Working-class Republicans are waking up to the reality that their new party doesn’t represent them any more than the Democrats did. On issue after issue, Trump’s supporters are at odds with GOP dogma. They don’t support free trade and globalization. They don’t favor tax cuts for the wealthy, or bailouts for banks, or financial deregulation, or the rollback of consumer protections. They’re against privatizing Social Security, paring back Medicare, and eliminating other government programs that aid the middle class. While they’ve been encouraged to regard Barack Obama as an extraterrestrial, they’re not demanding the repeal of the Affordable Care Act. Though nationalistic, their families are the ones that paid the human cost for the neoconservative fantasy of bringing democracy to Iraq.

With his real estate developer’s nose for opportunity, Donald Trump has bought up the swampy property between Republican leaders and the Republican led. His most effective line of attack is against sensible immigration reform, which the party’s donor class supports and its constituent base rejects. Trump’s voters couldn’t care less about bringing Latinos into the GOP. But his rallying cry of “build the wall and make them pay for it” isn’t just about nativism. It expresses a broader distress over the consequences of globalization, free trade, deindustrialization, and deunionization. Like William F. Buckley in the 1950s, Trump’s supporters stand athwart economic change yelling, “Stop!”

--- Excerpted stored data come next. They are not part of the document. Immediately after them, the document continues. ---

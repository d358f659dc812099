//! In-memory preview cache keyed by the request URL exactly as received.

use std::collections::HashMap;
use std::sync::{Arc, Mutex, MutexGuard, PoisonError};
use std::time::Duration;

use tokio::task::JoinHandle;
use tokio::time::Instant;

use crate::config::MIN_SWEEP_INTERVAL;
use crate::models::PreviewResponse;

#[derive(Debug, Clone)]
struct CacheEntry {
    value: PreviewResponse,
    expires_at: Instant,
}

/// Cheap to clone; clones share the same store.
#[derive(Debug, Clone)]
pub struct PreviewCache {
    ttl: Duration,
    entries: Arc<Mutex<HashMap<String, CacheEntry>>>,
}

impl PreviewCache {
    pub fn new(ttl: Duration) -> Self {
        PreviewCache {
            ttl,
            entries: Arc::new(Mutex::new(HashMap::new())),
        }
    }

    pub fn ttl(&self) -> Duration {
        self.ttl
    }

    fn lock(&self) -> MutexGuard<'_, HashMap<String, CacheEntry>> {
        // Entries are plain values, so a poisoned map is still consistent.
        self.entries.lock().unwrap_or_else(PoisonError::into_inner)
    }

    /// Live value for `key`. Expired entries are dropped and reported as a miss.
    pub fn get(&self, key: &str) -> Option<PreviewResponse> {
        let mut entries = self.lock();
        match entries.get(key) {
            Some(entry) if entry.expires_at > Instant::now() => Some(entry.value.clone()),
            Some(_) => {
                entries.remove(key);
                None
            }
            None => None,
        }
    }

    /// Insert or replace `key`, expiring `ttl` from now.
    pub fn set(&self, key: impl Into<String>, value: PreviewResponse) {
        let entry = CacheEntry {
            value,
            expires_at: Instant::now() + self.ttl,
        };
        self.lock().insert(key.into(), entry);
    }

    /// Drop every expired entry; returns how many were removed.
    pub fn purge_expired(&self) -> usize {
        let now = Instant::now();
        let mut entries = self.lock();
        let before = entries.len();
        entries.retain(|_, entry| entry.expires_at > now);
        before - entries.len()
    }

    /// Number of live entries.
    pub fn len(&self) -> usize {
        let now = Instant::now();
        self.lock().values().filter(|e| e.expires_at > now).count()
    }

    pub fn is_empty(&self) -> bool {
        self.len() == 0
    }

    /// Periodically purge expired entries so memory tracks live entries
    /// rather than every URL ever requested. Periods under a second are
    /// raised to one.
    pub fn spawn_sweeper(&self, period: Duration) -> JoinHandle<()> {
        let cache = self.clone();
        let period = period.max(MIN_SWEEP_INTERVAL);
        tokio::spawn(async move {
            let mut ticker = tokio::time::interval(period);
            loop {
                ticker.tick().await;
                let removed = cache.purge_expired();
                if removed > 0 {
                    tracing::debug!(removed, "Purged expired preview cache entries");
                }
            }
        })
    }
}
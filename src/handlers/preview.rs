use axum::extract::{rejection::QueryRejection, Query, State};
use axum::Json;

use super::shared::{require_url, UrlQuery};
use crate::error::AppResult;
use crate::models::PreviewResponse;
use crate::state::AppState;

/// GET /api/preview?url=<encoded-url>
///
/// Returns preview metadata for `url` with the image and logo enriched.
/// Results are cached per request URL, verbatim, for the cache TTL. Only a
/// failed page fetch fails the request; enrichment problems degrade the
/// affected asset to `{url}`.
pub async fn get_preview(
    State(state): State<AppState>,
    query: Result<Query<UrlQuery>, QueryRejection>,
) -> AppResult<Json<PreviewResponse>> {
    let Query(params) = query?;
    let url = require_url(params)?;

    // ── Check cache ───────────────────────────────────────────────────────
    if let Some(cached) = state.cache.get(&url) {
        tracing::debug!(%url, "Preview cache hit");
        return Ok(Json(cached));
    }

    // ── Fetch and extract ─────────────────────────────────────────────────
    let page = state.fetcher.fetch(&url).await?;
    let metadata = state.extractor.extract(&page.body, &page.final_url);

    // ── Enrich image and logo ─────────────────────────────────────────────
    let (image, logo) = tokio::join!(
        state
            .enricher
            .enrich(metadata.image.as_deref().unwrap_or_default()),
        state
            .enricher
            .enrich(metadata.logo.as_deref().unwrap_or_default()),
    );

    let preview = PreviewResponse::assemble(metadata, image, logo, &page.final_url);

    // ── Store in cache ────────────────────────────────────────────────────
    state.cache.set(url, preview.clone());

    Ok(Json(preview))
}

In this context, the rise of the Tea Party, circa 2009, now appears as red herring. Rank-and-file Republicans weren’t in fact dismayed by George W. Bush’s failure to shrink their entitlement benefits. It was the party’s wealthy elite—the Koch brothers and their beneficiaries at libertarian think tanks—who were frustrated about that. Working-class Republicans were enraged because they saw the federal government bailing out Wall Street banks instead of ordinary citizens. The Tea Party quickly dissipated into irrelevancy because it didn’t represent the people it claimed to represent.  

Granted the nomination, Trump will drive away the Republican elite in this year’s election. Denied the nomination, he may lead the white working class out of the party for good, or clear the path for its slow-motion removal. But people who agree on next to nothing can’t go on cohabiting indefinitely. It’s impossible to say what form a Republican schism will end up taking. It could be an actual rupture at the Republican Convention in Cleveland, like South Carolina Gov. Strom Thurmond’s Dixiecrat walkout from the 1948 Democratic Convention, with immigration as the new segregation. Or, if Republicans lose in November, we could see the emergence of a Trumpian third party. Or a populist faction could try to seize control of the GOP from within.

What seems least likely is for the voters aroused by Trump to return to their previous docility. They won’t fall back on supporting another corporate conservative like Mitt Romney, or a soft libertarian like Paul Ryan. Once parties rupture the way the GOP is now doing, only a master of constructive ambiguity like Ronald Reagan or Bill Clinton can paper over their fundamental disagreements. There is currently no such figure at large in the Republican Party.